F igure 2-13, Small layering stones. A, Longitudinal view of the gallbladder shows an echogenic deep wall caused by a thin layer of small stones. Posterior shadowing is present but is not easy to perceive. B, Transverse view shows similar findings but the shadow is more obvious and the diagnosis of stones is easier.

When the density of bile is unusually high, stones may float ( Fig. 2-14 ). This occurs when the specific gravity of bile is greater than the specific gravity of the stones and indicates that the floating stones are cholesterol in nature. This is one situation in which the composition of the stone can be predicted. One of the most common situations in which the specific gravity of bile increases is when intravenous contrast has been given and there is some degree of vicarious excretion in the gallbladder.

F igure 2-14, Floating stones in different patients. A, Multiple layering of stones in the dependent portion of the gallbladder contrast to two stones floating in the nondependent portion of the lumen (arrows). B, A single floating stone is present in the middle of the gallbladder (arrow). C, Multiple floating stones. In such a case, the location and orientation of the transducer are important in determining what is dependent and confirming that the stones are truly floating.

Gallstones are generally either round or ovoid. Faceted stones are also fairly common ( Fig. 2-15 ). Jack stones are a rare shape of stone that may or may not be predicted with sonography ( e-Fig. 2-2 ). Gallstones may also rarely develop gas-containing fissure. This is not visible on sonography, but can be seen on computed tomography (CT) and radiography ( e-Fig. 2-3 ).

F igure 2-15, Faceted stones in different patients. A, A single large stone with angular margins. B, Multiple smaller stones with angular margins (arrows).

e -F igure 2-2, Jack stone. A, Longitudinal view of the gallbladder shows a gallstone shaped like a jack. B, CT scan shows similar findings.

e -F igure 2-3, Gas-containing stones. A, Longitudinal view shows several faceted stones. There is no clue on the sonogram that these stones contain gas. B, CT scan shows small collections of gas within otherwise occult stones.

Sonography has assumed an important role in evaluating the gallbladder, because it is the most sensitive means of detecting gallstones. Multiple studies have documented sensitivities of greater than 95% and positive and negative predictive values that are close to 100%. Even in obese patients, sonography is the best way to detect stones.

Approximately 15% of gallstones are visible on abdominal radiographs. CT is significantly better in detecting gallstones than radiography, but is significantly less sensitive than sonography. This is because noncalcified cholesterol stones may have the same attenuation value as bile and be occult on CT ( Fig. 2-16 ).

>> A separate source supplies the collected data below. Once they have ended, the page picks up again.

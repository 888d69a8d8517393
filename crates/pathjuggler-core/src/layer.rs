use std::collections::HashSet;

use serde::{Deserialize, Serialize};

use crate::error::ModelError;
use crate::path::Path;

#[derive(Debug, Clone, Copy, PartialEq, Eq, Hash, Default, Serialize, Deserialize)]
#[serde(rename_all = "lowercase")]
pub enum LayerKind {
    #[default]
    Master,
    Bracket,
    Brace,
    Backup,
}

impl LayerKind {
    /// Masters and their bracket/brace variants interpolate; backups do not.
    #[must_use]
    pub fn is_active(self) -> bool {
        !matches!(self, LayerKind::Backup)
    }
}

/// Reference to another glyph placed in a layer.
#[derive(Debug, Clone, PartialEq, Serialize, Deserialize)]
pub struct Component {
    pub glyph: String,
    #[serde(default)]
    pub offset: [f64; 2],
}

/// Layer content. Written as a bare map: paths carry `nodes`, components carry `glyph`.
#[derive(Debug, Clone, PartialEq, Serialize, Deserialize)]
#[serde(untagged)]
pub enum Shape {
    Path(Path),
    Component(Component),
}

impl Shape {
    #[must_use]
    pub fn as_path(&self) -> Option<&Path> {
        match self {
            Shape::Path(p) => Some(p),
            Shape::Component(_) => None,
        }
    }

    pub fn as_path_mut(&mut self) -> Option<&mut Path> {
        match self {
            Shape::Path(p) => Some(p),
            Shape::Component(_) => None,
        }
    }
}

#[derive(Debug, Clone, PartialEq, Serialize, Deserialize)]
pub struct Layer {
    pub name: String,
    #[serde(default)]
    pub kind: LayerKind,
    #[serde(default)]
    pub shapes: Vec<Shape>,
}

impl Layer {
    #[must_use]
    pub fn new(name: impl Into<String>, kind: LayerKind) -> Self {
        Self {
            name: name.into(),
            kind,
            shapes: Vec::new(),
        }
    }

    #[must_use]
    pub fn with_paths(name: impl Into<String>, kind: LayerKind, paths: Vec<Path>) -> Self {
        let mut layer = Self::new(name, kind);
        layer.shapes = paths.into_iter().map(Shape::Path).collect();
        layer
    }

    #[must_use]
    pub fn is_active(&self) -> bool {
        self.kind.is_active()
    }

    pub fn paths(&self) -> impl Iterator<Item = &Path> + '_ {
        self.shapes.iter().filter_map(Shape::as_path)
    }

    pub fn paths_mut(&mut self) -> impl Iterator<Item = &mut Path> + '_ {
        self.shapes.iter_mut().filter_map(Shape::as_path_mut)
    }

    #[must_use]
    pub fn path(&self, index: usize) -> Option<&Path> {
        self.paths().nth(index)
    }

    pub fn path_mut(&mut self, index: usize) -> Option<&mut Path> {
        self.paths_mut().nth(index)
    }

    #[must_use]
    pub fn path_count(&self) -> usize {
        self.paths().count()
    }

    #[must_use]
    pub fn has_paths(&self) -> bool {
        self.paths().next().is_some()
    }

    /// Drop every path shape and append `paths` after the remaining (non-path) shapes.
    pub fn replace_paths(&mut self, paths: Vec<Path>) {
        self.shapes.retain(|s| s.as_path().is_none());
        self.shapes.extend(paths.into_iter().map(Shape::Path));
    }
}

#[derive(Debug, Clone, PartialEq, Serialize, Deserialize)]
pub struct Glyph {
    pub name: String,
    #[serde(default)]
    pub layers: Vec<Layer>,
}

impl Glyph {
    #[must_use]
    pub fn new(name: impl Into<String>, layers: Vec<Layer>) -> Self {
        Self {
            name: name.into(),
            layers,
        }
    }

    pub fn active_layers(&self) -> impl Iterator<Item = (usize, &Layer)> + '_ {
        self.layers.iter().enumerate().filter(|(_, l)| l.is_active())
    }

    #[must_use]
    pub fn layer_index(&self, name: &str) -> Option<usize> {
        self.layers.iter().position(|l| l.name == name)
    }

    #[must_use]
    pub fn first_master_index(&self) -> Option<usize> {
        self.layers
            .iter()
            .position(|l| l.kind == LayerKind::Master)
    }

    #[must_use]
    pub fn has_paths_in_active_layers(&self) -> bool {
        self.active_layers().any(|(_, l)| l.has_paths())
    }
}

#[derive(Debug, Clone, Default, PartialEq, Serialize, Deserialize)]
pub struct Font {
    #[serde(default)]
    pub glyphs: Vec<Glyph>,
}

impl Font {
    pub fn from_yaml_str(s: &str) -> Result<Self, ModelError> {
        let font: Font = serde_yaml::from_str(s)?;
        font.validate()?;
        Ok(font)
    }

    pub fn from_json_str(s: &str) -> Result<Self, ModelError> {
        let font: Font = serde_json::from_str(s)?;
        font.validate()?;
        Ok(font)
    }

    pub fn to_yaml_string(&self) -> Result<String, ModelError> {
        Ok(serde_yaml::to_string(self)?)
    }

    pub fn to_json_string(&self) -> Result<String, ModelError> {
        Ok(serde_json::to_string_pretty(self)?)
    }

    #[must_use]
    pub fn glyph(&self, name: &str) -> Option<&Glyph> {
        self.glyphs.iter().find(|g| g.name == name)
    }

    fn validate(&self) -> Result<(), ModelError> {
        let mut seen = HashSet::new();
        for glyph in &self.glyphs {
            if !seen.insert(glyph.name.as_str()) {
                return Err(ModelError::DuplicateGlyph {
                    glyph: glyph.name.clone(),
                });
            }
            let mut layers = HashSet::new();
            for layer in &glyph.layers {
                if !layers.insert(layer.name.as_str()) {
                    return Err(ModelError::DuplicateLayer {
                        glyph: glyph.name.clone(),
                        layer: layer.name.clone(),
                    });
                }
            }
        }
        Ok(())
    }
}

#[cfg(test)]
mod tests {
    use super::*;
    use crate::node::{Node, NodeKind};

    const SAMPLE: &str = r#"
glyphs:
  - name: i
    layers:
      - name: Regular
        shapes:
          - glyph: dotaccent
          - nodes:
              - { x: 0, y: 0 }
              - { x: 10, y: 0 }
              - { x: 10, y: 100, type: line }
      - name: Regular backup
        kind: backup
"#;

    #[test]
    fn parses_yaml_with_defaults() {
        let font = Font::from_yaml_str(SAMPLE).unwrap();
        let glyph = font.glyph("i").unwrap();
        assert_eq!(glyph.layers.len(), 2);
        assert_eq!(glyph.layers[0].kind, LayerKind::Master);
        assert_eq!(glyph.layers[0].path_count(), 1);
        assert_eq!(glyph.layers[0].shapes.len(), 2);
        assert_eq!(glyph.layers[0].path(0).unwrap().nodes[2].kind, NodeKind::Line);
        assert!(!glyph.layers[1].is_active());
        assert_eq!(glyph.active_layers().count(), 1);
        assert_eq!(glyph.first_master_index(), Some(0));
    }

    #[test]
    fn replace_paths_keeps_components_first() {
        let mut font = Font::from_yaml_str(SAMPLE).unwrap();
        let layer = &mut font.glyphs[0].layers[0];
        let a = Path::polygon(&[(0.0, 0.0), (1.0, 0.0), (1.0, 1.0)]);
        let b = Path::new(vec![Node::line(5.0, 5.0)]);
        layer.replace_paths(vec![a.clone(), b.clone()]);
        assert!(matches!(layer.shapes[0], Shape::Component(_)));
        assert_eq!(layer.path(0), Some(&a));
        assert_eq!(layer.path(1), Some(&b));
    }

    #[test]
    fn rejects_duplicate_layers() {
        let yaml = "glyphs:\n  - name: a\n    layers:\n      - name: Bold\n      - name: Bold\n";
        let err = Font::from_yaml_str(yaml).unwrap_err();
        assert!(matches!(err, ModelError::DuplicateLayer { .. }));
    }

    #[test]
    fn json_roundtrip_preserves_shapes() {
        let font = Font::from_yaml_str(SAMPLE).unwrap();
        let json = font.to_json_string().unwrap();
        assert_eq!(Font::from_json_str(&json).unwrap(), font);
    }
}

At best, CT has sensitivity of approximately 80%. Magnetic resonance imaging (MRI) is excellent at detecting gallstones, although probably not as sensitive as sonography. Endoscopic ultrasound is also excellent at detecting stones in the gallbladder, as well as in the common bile duct.

F igure 2-16, Cholesterol stones not visible on CT. A and B, Transverse and longitudinal ultrasound views show multiple large gallstones. C and D, Stones are not visible on transverse and sagittal CT images.